How many lines of the listing below hold the word "SecretKind"? Answer with the number alone.

[Dataset records]

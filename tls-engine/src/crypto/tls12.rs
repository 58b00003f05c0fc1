use super::hmac;

/// `P_hash(secret, label || seed)` from RFC 5246 section 5, filling `out`.
///
/// `hmac_key` carries both the secret and the hash.
pub fn prf(out: &mut [u8], hmac_key: &dyn hmac::Key, label: &[u8], seed: &[u8]) {
    let mut previous_a: Option<hmac::Tag> = None;

    let chunk_size = hmac_key.tag_len();
    for chunk in out.chunks_mut(chunk_size) {
        let a_i = match previous_a {
            // A(0) = HMAC_hash(secret, label + seed)
            None => hmac_key.sign(&[label, seed]),
            // A(i) = HMAC_hash(secret, A(i - 1))
            Some(previous_a) => hmac_key.sign(&[previous_a.as_ref()]),
        };

        // P_hash[i] = HMAC_hash(secret, A(i) + label + seed)
        let p_term = hmac_key.sign(&[a_i.as_ref(), label, seed]);
        chunk.copy_from_slice(&p_term.as_ref()[..chunk.len()]);

        previous_a = Some(a_i);
    }
}

/// The TLS 1.0 and 1.1 PRF: `P_MD5(S1, label || seed) XOR P_SHA1(S2, label || seed)`.
///
/// `S1` and `S2` are the first and last halves of `secret`, sharing the
/// middle byte when its length is odd (RFC 2246 section 5).
pub fn legacy_prf(
    out: &mut [u8],
    md5: &dyn hmac::Hmac,
    sha1: &dyn hmac::Hmac,
    secret: &[u8],
    label: &[u8],
    seed: &[u8],
) {
    let half = secret.len().div_ceil(2);
    let s1 = &secret[..half];
    let s2 = &secret[secret.len() - half..];

    prf(out, md5.with_key(s1).as_ref(), label, seed);

    let mut sha1_out = vec![0u8; out.len()];
    prf(&mut sha1_out, sha1.with_key(s2).as_ref(), label, seed);
    for (o, s) in out.iter_mut().zip(sha1_out.iter()) {
        *o ^= *s;
    }
    zeroize::Zeroize::zeroize(&mut sha1_out);
}
//! The building blocks of the RFC 8446 key schedule.

use std::vec;
use std::vec::Vec;

use crate::crypto::hash::Hash;
use crate::crypto::tls13::{Hkdf, HkdfExpander, OkmBlock};
use crate::crypto::CryptoProvider;
use crate::error::{ApiMisuse, Error};
use crate::msgs::enums::HashAlgorithm;
use crate::secret::TlsSecret;

/// The labels of secrets derived with `Derive-Secret`.
#[derive(Debug, Clone, Copy, PartialEq)]
pub(crate) enum SecretKind {
    ClientEarlyTrafficSecret,
    EarlyExporterMasterSecret,
    ClientHandshakeTrafficSecret,
    ServerHandshakeTrafficSecret,
    ClientApplicationTrafficSecret,
    ServerApplicationTrafficSecret,
    ExporterMasterSecret,
    ResumptionMasterSecret,
    DerivedSecret,
}

impl SecretKind {
    pub(crate) fn to_bytes(self) -> &'static [u8] {
        use self::SecretKind::*;
        match self {
            ClientEarlyTrafficSecret => b"c e traffic",
            EarlyExporterMasterSecret => b"e exp master",
            ClientHandshakeTrafficSecret => b"c hs traffic",
            ServerHandshakeTrafficSecret => b"s hs traffic",
            ClientApplicationTrafficSecret => b"c ap traffic",
            ServerApplicationTrafficSecret => b"s ap traffic",
            ExporterMasterSecret => b"exp master",
            ResumptionMasterSecret => b"res master",
            DerivedSecret => b"derived",
        }
    }
}

/// The hash, HKDF and `HashLen` of one key schedule.
pub(crate) struct KeyScheduleSuite {
    pub(crate) hash: &'static dyn Hash,
    pub(crate) hkdf: std::boxed::Box<dyn Hkdf>,
}

impl KeyScheduleSuite {
    pub(crate) fn new(provider: &dyn CryptoProvider, hash: HashAlgorithm) -> Result<Self, Error> {
        match (provider.hash(hash), provider.hkdf(hash)) {
            (Some(hash), Some(hkdf)) => Ok(Self { hash, hkdf }),
            _ => Err(ApiMisuse::AlgorithmNotProvided.into()),
        }
    }

    pub(crate) fn hash_len(&self) -> usize {
        self.hash.output_len()
    }

    /// `HKDF-Extract(salt, ikm)`, with an absent salt meaning `HashLen` zeroes.
    pub(crate) fn extract(&self, salt: Option<&TlsSecret>, ikm: &[u8]) -> Result<TlsSecret, Error> {
        let salt = match salt {
            Some(salt) => Some(salt.bytes()?),
            None => None,
        };
        Ok(TlsSecret::from_vec(
            self.hkdf
                .extract(salt, ikm)
                .to_vec(),
        ))
    }

    /// `Derive-Secret(secret, label, Messages)`, where `transcript_hash` is
    /// `Transcript-Hash(Messages)`.
    pub(crate) fn derive(
        &self,
        secret: &TlsSecret,
        kind: SecretKind,
        transcript_hash: &[u8],
    ) -> Result<TlsSecret, Error> {
        self.expand_label(secret, kind.to_bytes(), transcript_hash, self.hash_len())
    }

    /// `Derive-Secret(secret, label, "")`.
    pub(crate) fn derive_for_empty_hash(
        &self,
        secret: &TlsSecret,
        kind: SecretKind,
    ) -> Result<TlsSecret, Error> {
        let empty_hash = self.hash.hash(&[]);
        self.derive(secret, kind, empty_hash.as_ref())
    }

    /// `HKDF-Expand-Label(secret, label, context, len)`.
    pub(crate) fn expand_label(
        &self,
        secret: &TlsSecret,
        label: &[u8],
        context: &[u8],
        len: usize,
    ) -> Result<TlsSecret, Error> {
        let expander = self
            .hkdf
            .expander_for_okm(&OkmBlock::new(secret.bytes()?));
        hkdf_expand_label(expander.as_ref(), label, context, len).map(TlsSecret::from_vec)
    }

    /// HMAC over this schedule's hash, keyed with `key`.
    pub(crate) fn hmac_sign(&self, key: &TlsSecret, message: &[u8]) -> Result<Vec<u8>, Error> {
        Ok(self
            .hkdf
            .hmac_sign(&OkmBlock::new(key.bytes()?), message)
            .as_ref()
            .to_vec())
    }
}

/// [HKDF-Expand-Label] into a new buffer of `len` bytes.
///
/// Fails if `label` or `context` do not fit their length prefixes, or if
/// `len` exceeds `255 * HashLen`.
///
/// [HKDF-Expand-Label]: <https://www.rfc-editor.org/rfc/rfc8446#section-7.1>
pub fn hkdf_expand_label(
    expander: &dyn HkdfExpander,
    label: &[u8],
    context: &[u8],
    len: usize,
) -> Result<Vec<u8>, Error> {
    const LABEL_PREFIX: &[u8] = b"tls13 ";

    let full_label_len = LABEL_PREFIX.len() + label.len();
    if full_label_len > 255 {
        return Err(ApiMisuse::ValueOutOfRange {
            bits: 8,
            value: full_label_len as u64,
        }
        .into());
    }
    if context.len() > 255 {
        return Err(ApiMisuse::ValueOutOfRange {
            bits: 8,
            value: context.len() as u64,
        }
        .into());
    }
    if len > usize::from(u16::MAX) {
        return Err(ApiMisuse::KeyDerivationOutputTooLong.into());
    }

    let output_len = u16::to_be_bytes(len as u16);
    let label_len = u8::to_be_bytes(full_label_len as u8);
    let context_len = u8::to_be_bytes(context.len() as u8);

    let info = &[
        &output_len[..],
        &label_len[..],
        LABEL_PREFIX,
        label,
        &context_len[..],
        context,
    ];

    let mut out = vec![0u8; len];
    expander
        .expand_slice(info, &mut out)
        .map_err(|_| ApiMisuse::KeyDerivationOutputTooLong)?;
    Ok(out)
}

[/Dataset records]

■ **Answer section**
5